*Exercise objective:* In the data below, how many lines include the word "text"? Give only the number.

== Segment start ==

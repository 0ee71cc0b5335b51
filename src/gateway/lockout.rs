//! Account lockout after repeated failed logins, persisted in Mongo so it
//! survives gateway restarts and is shared across gateway replicas.
//! `AccountLockout` keeps a timestamp list rather than a raw counter, so a
//! reset is just "drop everything older than the window" instead of a
//! separate last-attempt comparison. Fronted by a 2-minute in-memory cache,
//! mirroring `SessionStore`'s (longer) cache in front of the same Mongo
//! collection pattern.

use std::collections::HashMap;
use std::time::Instant;

use chrono::{DateTime, Duration, Utc};
use mongodb::bson::doc;
use tokio::sync::Mutex;
use tracing::{info, warn};

use crate::db::Db;
use crate::models::AccountLockout;

const CACHE_TTL_SECS: u64 = 2 * 60;

pub struct LockoutManager {
    db: Db,
    cache: Mutex<HashMap<String, (AccountLockout, Instant)>>,
}

impl LockoutManager {
    pub fn new(db: Db) -> Self {
        LockoutManager { db, cache: Mutex::new(HashMap::new()) }
    }

    async fn load(&self, identifier: &str) -> AccountLockout {
        if let Some((lockout, cached_at)) = self.cache.lock().await.get(identifier) {
            if cached_at.elapsed().as_secs() < CACHE_TTL_SECS {
                return lockout.clone();
            }
        }

        let lockout = self
            .db
            .account_lockouts
            .find_one(doc! {"identifier": identifier})
            .await
            .ok()
            .flatten()
            .unwrap_or_else(|| AccountLockout {
                identifier: identifier.to_string(),
                failure_timestamps: Vec::new(),
                locked_until: None,
            });
        self.cache.lock().await.insert(identifier.to_string(), (lockout.clone(), Instant::now()));
        lockout
    }

    async fn save(&self, lockout: &AccountLockout) {
        if let Err(e) = self
            .db
            .account_lockouts
            .update_one(
                doc! {"identifier": &lockout.identifier},
                doc! {"$set": {
                    "identifier": &lockout.identifier,
                    "failure_timestamps": mongodb::bson::to_bson(&lockout.failure_timestamps).unwrap_or(mongodb::bson::Bson::Array(vec![])),
                    "locked_until": lockout.locked_until,
                }},
            )
            .upsert(true)
            .await
        {
            warn!(identifier = %lockout.identifier, "failed to persist account lockout: {e}");
        }
        self.cache.lock().await.insert(lockout.identifier.clone(), (lockout.clone(), Instant::now()));
    }

    /// Returns `(is_locked, locked_until)`.
    pub async fn check_lockout(&self, identifier: &str) -> (bool, Option<DateTime<Utc>>) {
        let lockout = self.load(identifier).await;
        let now = Utc::now();
        if lockout.is_locked(now) {
            return (true, lockout.locked_until);
        }
        (false, None)
    }

    /// Records a failed login attempt and locks the account if this push
    /// the failure count over the threshold within the window. Returns
    /// `(just_locked, locked_until)`.
    pub async fn record_failed_attempt(&self, identifier: &str) -> (bool, Option<DateTime<Utc>>) {
        let mut lockout = self.load(identifier).await;
        let now = Utc::now();
        let window = Duration::seconds(AccountLockout::WINDOW_SECS);

        lockout.failure_timestamps.retain(|t| now.signed_duration_since(*t) < window);
        lockout.failure_timestamps.push(now);

        if lockout.failure_timestamps.len() >= AccountLockout::MAX_FAILURES {
            let locked_until = now + Duration::seconds(AccountLockout::LOCK_SECS);
            lockout.locked_until = Some(locked_until);
            warn!(identifier, attempts = lockout.failure_timestamps.len(), "locking account until {locked_until}");
            self.save(&lockout).await;
            return (true, Some(locked_until));
        }

        lockout.locked_until = None;
        self.save(&lockout).await;
        (false, None)
    }

    /// Clears a lockout record after a successful login.
    pub async fn clear_lockout(&self, identifier: &str) {
        if let Err(e) = self.db.account_lockouts.delete_one(doc! {"identifier": identifier}).await {
            warn!(identifier, "failed to clear account lockout: {e}");
        }
        self.cache.lock().await.remove(identifier);
    }

    /// Administrative unlock: clears both the failure history and any
    /// active lock.
    pub async fn unlock_account(&self, identifier: &str) {
        self.clear_lockout(identifier).await;
        info!(identifier, "manually unlocked account");
    }

    /// Background sweep: drops lockout records whose lock (if any) has
    /// expired and whose failures have all aged out of the window, so the
    /// collection doesn't grow unbounded with stale entries.
    pub async fn cleanup_expired(&self) -> u64 {
        let now = Utc::now();
        let window_cutoff = now - Duration::seconds(AccountLockout::WINDOW_SECS);
        match self
            .db
            .account_lockouts
            .delete_many(doc! {
                "$and": [
                    {"$or": [{"locked_until": null}, {"locked_until": {"$lte": now}}]},
                    {"failure_timestamps": {"$not": {"$elemMatch": {"$gte": window_cutoff}}}},
                ]
            })
            .await
        {
            Ok(result) => result.deleted_count,
            Err(e) => {
                warn!("failed to clean up expired lockouts: {e}");
                0
            }
        }
    }
}

#[cfg(test)]
mod tests {
    use super::*;

    #[test]
    fn lockout_reports_locked_only_before_expiry() {
        let now = Utc::now();
        let locked = AccountLockout {
            identifier: "alice".to_string(),
            failure_timestamps: vec![now],
            locked_until: Some(now + Duration::seconds(60)),
        };
        assert!(locked.is_locked(now));
        assert!(!locked.is_locked(now + Duration::seconds(120)));
    }
}
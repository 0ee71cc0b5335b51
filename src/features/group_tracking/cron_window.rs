//! Computes the `(start, end)` processing window for one fire of a tracked
//! group's cron schedule, given the group's timezone and its persisted
//! `last_run`.
//!
//! The `cron` crate only iterates forward, unlike the backward-iterating
//! cron library this was grounded on, so "the previous occurrence before
//! `from`" is found by iterating forward from a lookback bound and taking
//! the last candidate still short of `from`. Iterating forward through
//! `chrono-tz` also sidesteps the original's explicit DST "phantom hour" /
//! ambiguous-fold handling: forward iteration only ever yields local times
//! the timezone resolves unambiguously.

use std::str::FromStr;

use chrono::{DateTime, Duration, Utc};
use chrono_tz::Tz;
use cron::Schedule;

/// Gaps between the persisted `last_run` and the ideal window start larger
/// than this are capped rather than fully caught up, so one long outage
/// doesn't dump hours of backlog into a single extraction pass.
pub const MAX_CATCHUP_SECONDS: i64 = 900;

const INITIAL_LOOKBACK_DAYS: i64 = 8;
const LOOKBACK_WIDEN_ATTEMPTS: u32 = 6;

/// Bot configs store standard 5-field unix cron (`min hour day month dow`);
/// the `cron` crate requires a leading seconds field, so a 5-field
/// expression is normalized to fire at `:00` of its target minute.
pub fn parse_schedule(cron_expression: &str) -> Result<Schedule, cron::error::Error> {
    let normalized = if cron_expression.split_whitespace().count() == 5 {
        format!("0 {cron_expression}")
    } else {
        cron_expression.to_string()
    };
    Schedule::from_str(&normalized)
}

/// The latest scheduled occurrence strictly before `from`, in UTC.
fn prev_occurrence(schedule: &Schedule, tz: Tz, from: DateTime<Utc>) -> Option<DateTime<Utc>> {
    let from_local = from.with_timezone(&tz);
    let mut lookback_days = INITIAL_LOOKBACK_DAYS;

    for _ in 0..LOOKBACK_WIDEN_ATTEMPTS {
        let window_start = from_local - Duration::days(lookback_days);
        let found = schedule.after(&window_start).take_while(|dt| *dt < from_local).last();
        if let Some(dt) = found {
            return Some(dt.with_timezone(&Utc));
        }
        lookback_days *= 4;
    }

    None
}

/// `last_run` is the persisted end of the previously processed window, if
/// any. Returns `None` if the cron expression or timezone fails to parse.
pub fn calculate_window(
    cron_expression: &str,
    timezone: &str,
    now: DateTime<Utc>,
    last_run: Option<DateTime<Utc>>,
) -> Option<(DateTime<Utc>, DateTime<Utc>)> {
    let tz: Tz = timezone.parse().ok()?;
    let schedule = parse_schedule(cron_expression).ok()?;

    let end = prev_occurrence(&schedule, tz, now)?;
    let ideal_start = prev_occurrence(&schedule, tz, end)?;

    let start = match last_run {
        Some(last_run) if last_run < ideal_start => {
            let gap = ideal_start - last_run;
            if gap.num_seconds() <= MAX_CATCHUP_SECONDS {
                last_run
            } else {
                let capped = end - Duration::seconds(MAX_CATCHUP_SECONDS);
                if capped < last_run {
                    last_run
                } else {
                    capped
                }
            }
        }
        Some(last_run) => last_run,
        None => ideal_start,
    };

    Some((start, end))
}

#[cfg(test)]
mod tests {
    use super::*;
    use chrono::TimeZone;

    #[test]
    fn first_run_uses_ideal_window() {
        let now = Utc.with_ymd_and_hms(2026, 7, 27, 20, 5, 0).unwrap();
        let (start, end) = calculate_window("0 20 * * *", "UTC", now, None).unwrap();
        assert_eq!(end, Utc.with_ymd_and_hms(2026, 7, 27, 20, 0, 0).unwrap());
        assert_eq!(start, Utc.with_ymd_and_hms(2026, 7, 26, 20, 0, 0).unwrap());
    }

    #[test]
    fn small_gap_catches_up_from_last_run() {
        let now = Utc.with_ymd_and_hms(2026, 7, 27, 20, 0, 30).unwrap();
        let last_run = Utc.with_ymd_and_hms(2026, 7, 26, 20, 5, 0).unwrap();
        let (start, end) = calculate_window("0 20 * * *", "UTC", now, Some(last_run)).unwrap();
        assert_eq!(end, Utc.with_ymd_and_hms(2026, 7, 27, 20, 0, 0).unwrap());
        assert_eq!(start, last_run);
    }

    #[test]
    fn large_gap_is_capped_to_max_catchup() {
        let now = Utc.with_ymd_and_hms(2026, 7, 27, 20, 0, 0).unwrap();
        let last_run = Utc.with_ymd_and_hms(2026, 7, 1, 0, 0, 0).unwrap();
        let (start, end) = calculate_window("0 20 * * *", "UTC", now, Some(last_run)).unwrap();
        assert_eq!(end - start, Duration::seconds(MAX_CATCHUP_SECONDS));
    }

    #[test]
    fn last_run_at_or_after_ideal_start_is_used_verbatim() {
        let now = Utc.with_ymd_and_hms(2026, 7, 27, 20, 0, 10).unwrap();
        let last_run = Utc.with_ymd_and_hms(2026, 7, 27, 19, 0, 0).unwrap();
        let (start, end) = calculate_window("0 20 * * *", "UTC", now, Some(last_run)).unwrap();
        assert_eq!(end, Utc.with_ymd_and_hms(2026, 7, 27, 20, 0, 0).unwrap());
        assert_eq!(start, last_run);
    }

    #[test]
    fn unparseable_timezone_returns_none() {
        let now = Utc::now();
        assert!(calculate_window("0 20 * * *", "Not/A_Zone", now, None).is_none());
    }

    /// America/New_York springs forward on 2026-03-08: local clocks jump
    /// from 01:59:59 to 03:00:00, so 02:30 never occurs that day. A nightly
    /// 02:30 schedule must skip straight from 2026-03-07 to 2026-03-09 —
    /// exercising the forward-iteration claim above against a real DST gap
    /// rather than just UTC or non-DST zones.
    #[test]
    fn spring_forward_window_skips_nonexistent_local_time() {
        let tz: chrono_tz::Tz = "America/New_York".parse().unwrap();
        let now = tz.with_ymd_and_hms(2026, 3, 9, 12, 0, 0).unwrap().with_timezone(&Utc);

        let (start, end) = calculate_window("30 2 * * *", "America/New_York", now, None).unwrap();

        let expected_end = tz.with_ymd_and_hms(2026, 3, 9, 2, 30, 0).unwrap().with_timezone(&Utc);
        let expected_start = tz.with_ymd_and_hms(2026, 3, 7, 2, 30, 0).unwrap().with_timezone(&Utc);
        assert_eq!(end, expected_end);
        assert_eq!(start, expected_start);
        assert_eq!(end - start, Duration::days(2));
    }
}
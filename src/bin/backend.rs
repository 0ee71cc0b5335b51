//! Backend entrypoint: owns every bot's live session, the delivery queue,
//! group tracking scheduler, and LLM quota accounting. Only reachable
//! through the gateway in a real deployment, but binds its own port so it
//! can be run standalone in development.

use chatimposter::backend::build_rocket;
use chatimposter::config::Config;
use chatimposter::db::Db;
use chatimposter::gateway::credentials::CredentialsService;
use chatimposter::models::{Role, UserProfile};
use clap::Parser;

#[derive(Parser, Debug)]
#[command(name = "backend", about = "Chatimposter backend service")]
struct Cli {
    /// Create an admin user from BOOTSTRAP_ADMIN_USER_ID / BOOTSTRAP_ADMIN_PASSWORD and exit,
    /// instead of serving. Only path to the first admin account in a fresh database.
    #[arg(long)]
    bootstrap_admin: bool,
}

#[rocket::main]
async fn main() -> anyhow::Result<()> {
    dotenvy::dotenv().ok();
    tracing_subscriber::fmt().with_env_filter(tracing_subscriber::EnvFilter::from_default_env()).json().init();

    let cli = Cli::parse();
    let config = Config::from_env();
    let db = Db::connect(&config.mongodb_url, &config.database_name).await?;

    if cli.bootstrap_admin {
        let user_id = std::env::var("BOOTSTRAP_ADMIN_USER_ID").map_err(|_| anyhow::anyhow!("BOOTSTRAP_ADMIN_USER_ID must be set"))?;
        let password = std::env::var("BOOTSTRAP_ADMIN_PASSWORD").map_err(|_| anyhow::anyhow!("BOOTSTRAP_ADMIN_PASSWORD must be set"))?;

        let credentials = CredentialsService::new(db.clone());
        credentials
            .create_credentials(&user_id, &password, Role::Admin, 5, 3, 5.0, UserProfile::default())
            .await
            .map_err(|e| anyhow::anyhow!(e))?;

        println!("created admin user '{user_id}'");
        return Ok(());
    }

    let _ = build_rocket(db, config).await?.launch().await?;

    Ok(())
}
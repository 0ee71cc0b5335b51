mod ics;
mod text;

use crate::models::{DeliveryJob, QueueMessageType};
use crate::provider::{ChatProvider, ProviderError};

#[derive(Debug, thiserror::Error)]
pub enum ProcessError {
    #[error("no processor for message type {0:?}")]
    UnknownType(String),
    #[error(transparent)]
    Provider(#[from] ProviderError),
}

/// Dispatches a job to its processor. An unrecognized `message_type`
/// deliberately does not retry — the caller dead-letters it instead.
pub async fn process(job: &DeliveryJob, provider: &dyn ChatProvider, language_code: &str) -> Result<(), ProcessError> {
    match job.known_type() {
        Some(QueueMessageType::Text) => text::process(job, provider).await,
        Some(QueueMessageType::IcsActionableItem) => ics::process(job, provider, language_code).await,
        None => Err(ProcessError::UnknownType(job.message_type.clone())),
    }
}
//! Composition root for one running bot: owns the chat provider and queue
//! manager, and fans inbound messages out to whatever feature handlers
//! registered themselves before `start()`.

use std::any::Any;
use std::collections::HashMap;
use std::sync::Arc;

use async_trait::async_trait;
use futures_util::future::BoxFuture;
use tokio::sync::Mutex;
use tracing::{error, info};

use crate::models::{BotStatus, Message, MessageSource};
use crate::provider::ChatProvider;
use crate::queue::QueueManager;

pub type MessageHandler = Arc<dyn Fn(String, Message) -> BoxFuture<'static, ()> + Send + Sync>;

/// An object with a lifecycle tied to the session (e.g. the ingestion
/// service, the group-tracking scheduler for this bot). Stopped in LIFO
/// registration order on `SessionManager::stop`.
#[async_trait]
pub trait AssociatedService: Send + Sync {
    async fn stop(&self);
    fn name(&self) -> &str;
}

pub struct SessionManager {
    pub bot_id: String,
    pub provider: Arc<dyn ChatProvider>,
    pub queue_manager: Arc<QueueManager>,
    message_handlers: Mutex<Vec<MessageHandler>>,
    associated_services: Mutex<Vec<Arc<dyn AssociatedService>>>,
    features: Mutex<HashMap<String, Arc<dyn Any + Send + Sync>>>,
}

impl SessionManager {
    pub fn new(bot_id: String, provider: Arc<dyn ChatProvider>, queue_manager: Arc<QueueManager>) -> Arc<Self> {
        let session = Arc::new(SessionManager {
            bot_id,
            provider,
            queue_manager,
            message_handlers: Mutex::new(Vec::new()),
            associated_services: Mutex::new(Vec::new()),
            features: Mutex::new(HashMap::new()),
        });

        let dispatch_target = session.clone();
        let callback: crate::queue::QueueCallback = Arc::new(move |bot_id, correspondent_id, message| {
            let session = dispatch_target.clone();
            Box::pin(async move {
                session.on_queue_message(bot_id, correspondent_id, message).await;
            })
        });
        let session_for_registration = session.clone();
        tokio::spawn(async move {
            session_for_registration.queue_manager.register_callback(callback).await;
        });

        session
    }

    pub async fn register_message_handler(&self, handler: MessageHandler) {
        self.message_handlers.lock().await.push(handler);
    }

    pub async fn register_service(&self, service: Arc<dyn AssociatedService>) {
        info!(bot_id = %self.bot_id, service = service.name(), "registered associated service");
        self.associated_services.lock().await.push(service);
    }

    pub async fn register_feature(&self, name: &str, feature: Arc<dyn Any + Send + Sync>) {
        self.features.lock().await.insert(name.to_string(), feature);
    }

    pub async fn feature(&self, name: &str) -> Option<Arc<dyn Any + Send + Sync>> {
        self.features.lock().await.get(name).cloned()
    }

    async fn on_queue_message(&self, _bot_id: String, correspondent_id: String, message: Message) {
        if matches!(message.source, MessageSource::Bot | MessageSource::UserOutgoing) {
            return;
        }

        let handlers = self.message_handlers.lock().await.clone();
        let bot_id = self.bot_id.clone();
        let joins: Vec<_> = handlers
            .into_iter()
            .map(|handler| tokio::spawn(handler(correspondent_id.clone(), message.clone())))
            .collect();
        for join in joins {
            if let Err(e) = join.await {
                error!(bot_id = %bot_id, "feature handler panicked: {e}");
            }
        }
    }

    pub async fn start(&self) -> Result<(), crate::provider::ProviderError> {
        info!(bot_id = %self.bot_id, "starting session");
        self.provider.start_listening().await
    }

    pub async fn stop(&self, cleanup_session: bool) {
        info!(bot_id = %self.bot_id, cleanup_session, "stopping session");
        let services: Vec<_> = self.associated_services.lock().await.drain(..).collect();
        for service in services.into_iter().rev() {
            info!(bot_id = %self.bot_id, service = service.name(), "stopping associated service");
            service.stop().await;
        }

        if let Err(e) = self.provider.stop_listening(cleanup_session).await {
            error!(bot_id = %self.bot_id, "error stopping provider: {e}");
        }
    }

    pub async fn get_status(&self, heartbeat: bool) -> BotStatus {
        self.provider.get_status(heartbeat).await
    }
}
mod correspondent_queue;
mod manager;

pub use correspondent_queue::CorrespondentQueue;
pub use manager::{QueueCallback, QueueManager};
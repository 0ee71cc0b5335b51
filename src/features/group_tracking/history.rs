//! Persistence for group tracking: group metadata, append-only periods, and
//! the last-fired cursor each tracked group resumes from.

use std::collections::HashSet;

use chrono::{DateTime, Utc};
use futures_util::TryStreamExt;
use mongodb::bson::doc;
use tracing::error;

use crate::db::Db;
use crate::models::{Message, TrackedPeriod};

/// How many of the most recent periods are consulted to dedup messages
/// whose timestamp moved between fetches.
const DEDUP_LOOKBACK_PERIODS: i64 = 5;

pub struct HistoryService {
    db: Db,
}

impl HistoryService {
    pub fn new(db: Db) -> Self {
        HistoryService { db }
    }

    pub async fn get_last_run(&self, bot_id: &str, group_identifier: &str) -> Option<DateTime<Utc>> {
        self.db
            .group_tracking_state
            .find_one(doc! {"bot_id": bot_id, "group_identifier": group_identifier})
            .await
            .ok()
            .flatten()
            .map(|state| state.last_fired_at)
    }

    pub async fn get_recent_message_ids(&self, bot_id: &str, group_identifier: &str) -> HashSet<String> {
        let mut ids = HashSet::new();
        let cursor = self
            .db
            .tracked_group_periods
            .find(doc! {"bot_id": bot_id, "group_identifier": group_identifier})
            .sort(doc! {"window_end": -1})
            .limit(DEDUP_LOOKBACK_PERIODS)
            .await;

        let mut cursor = match cursor {
            Ok(c) => c,
            Err(e) => {
                error!(bot_id, group_identifier, "failed to load periods for dedup: {e}");
                return ids;
            }
        };

        while let Ok(Some(period)) = cursor.try_next().await {
            for message in period.messages {
                if let Some(pid) = message.provider_message_id {
                    ids.insert(pid);
                }
            }
        }
        ids
    }

    /// Upserts the group metadata (merging `alternate_identifiers`), inserts
    /// the period document, and advances `last_fired_at` to `window_end`.
    /// Not wrapped in a transaction: each write is independent-idempotent
    /// enough that a crash between them just costs one retried window on
    /// the next fire rather than corrupting state.
    #[allow(clippy::too_many_arguments)]
    pub async fn save_tracking_result(
        &self,
        bot_id: &str,
        group_identifier: &str,
        display_name: &str,
        cron_schedule: &str,
        messages: Vec<Message>,
        window_start: DateTime<Utc>,
        window_end: DateTime<Utc>,
        mut alternate_identifiers: HashSet<String>,
    ) -> mongodb::error::Result<()> {
        alternate_identifiers.insert(group_identifier.to_string());
        alternate_identifiers.insert(display_name.to_string());
        let alternates: Vec<String> = alternate_identifiers.into_iter().collect();

        self.db
            .tracked_groups
            .update_one(
                doc! {"bot_id": bot_id, "group_identifier": group_identifier},
                doc! {"$set": {
                    "bot_id": bot_id,
                    "group_identifier": group_identifier,
                    "display_name": display_name,
                    "cron_schedule": cron_schedule,
                    "alternate_identifiers": &alternates,
                }, "$setOnInsert": {"created_at": Utc::now()}},
            )
            .upsert(true)
            .await?;

        let period = TrackedPeriod {
            bot_id: bot_id.to_string(),
            group_identifier: group_identifier.to_string(),
            window_start,
            window_end,
            messages,
            action_items: Vec::new(),
            created_at: Utc::now(),
        };
        self.db.tracked_group_periods.insert_one(&period).await?;

        self.db
            .group_tracking_state
            .update_one(
                doc! {"bot_id": bot_id, "group_identifier": group_identifier},
                doc! {"$set": {"bot_id": bot_id, "group_identifier": group_identifier, "last_fired_at": window_end}},
            )
            .upsert(true)
            .await?;

        Ok(())
    }

    /// Records extracted action items against the just-inserted period by
    /// replacing its `action_items` array, keyed on the same window.
    pub async fn save_action_items(
        &self,
        bot_id: &str,
        group_identifier: &str,
        window_end: DateTime<Utc>,
        action_items: Vec<serde_json::Value>,
    ) -> mongodb::error::Result<()> {
        self.db
            .tracked_group_periods
            .update_one(
                doc! {"bot_id": bot_id, "group_identifier": group_identifier, "window_end": window_end},
                doc! {"$set": {"action_items": mongodb::bson::to_bson(&action_items).unwrap_or(mongodb::bson::Bson::Array(vec![]))}},
            )
            .await?;
        Ok(())
    }

    pub async fn get_tracked_periods(&self, bot_id: &str, group_identifier: Option<&str>) -> Vec<TrackedPeriod> {
        let mut filter = doc! {"bot_id": bot_id};
        if let Some(group_identifier) = group_identifier {
            filter.insert("group_identifier", group_identifier);
        }

        let cursor = self.db.tracked_group_periods.find(filter).sort(doc! {"window_end": -1}).await;
        match cursor {
            Ok(mut cursor) => {
                let mut periods = Vec::new();
                while let Ok(Some(period)) = cursor.try_next().await {
                    periods.push(period);
                }
                periods
            }
            Err(e) => {
                error!(bot_id, "failed to list tracked periods: {e}");
                Vec::new()
            }
        }
    }

    /// Deletes every tracked group (and its periods/cursor) for a bot, one
    /// group at a time so each deletion stays consistent across the three
    /// collections the way `delete_group_periods` already is for a single
    /// group.
    pub async fn delete_all_periods(&self, bot_id: &str) -> mongodb::error::Result<u64> {
        let groups = self.get_tracked_periods(bot_id, None).await;
        let mut identifiers: HashSet<String> = HashSet::new();
        for period in groups {
            identifiers.insert(period.group_identifier);
        }
        let mut total = 0;
        for group_identifier in identifiers {
            total += self.delete_group_periods(bot_id, &group_identifier).await?;
        }
        Ok(total)
    }

    pub async fn delete_group_periods(&self, bot_id: &str, group_identifier: &str) -> mongodb::error::Result<u64> {
        let result = self
            .db
            .tracked_group_periods
            .delete_many(doc! {"bot_id": bot_id, "group_identifier": group_identifier})
            .await?;
        self.db
            .tracked_groups
            .delete_one(doc! {"bot_id": bot_id, "group_identifier": group_identifier})
            .await?;
        self.db
            .group_tracking_state
            .delete_one(doc! {"bot_id": bot_id, "group_identifier": group_identifier})
            .await?;
        Ok(result.deleted_count)
    }
}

== Segment end ==

*Answer box:* 2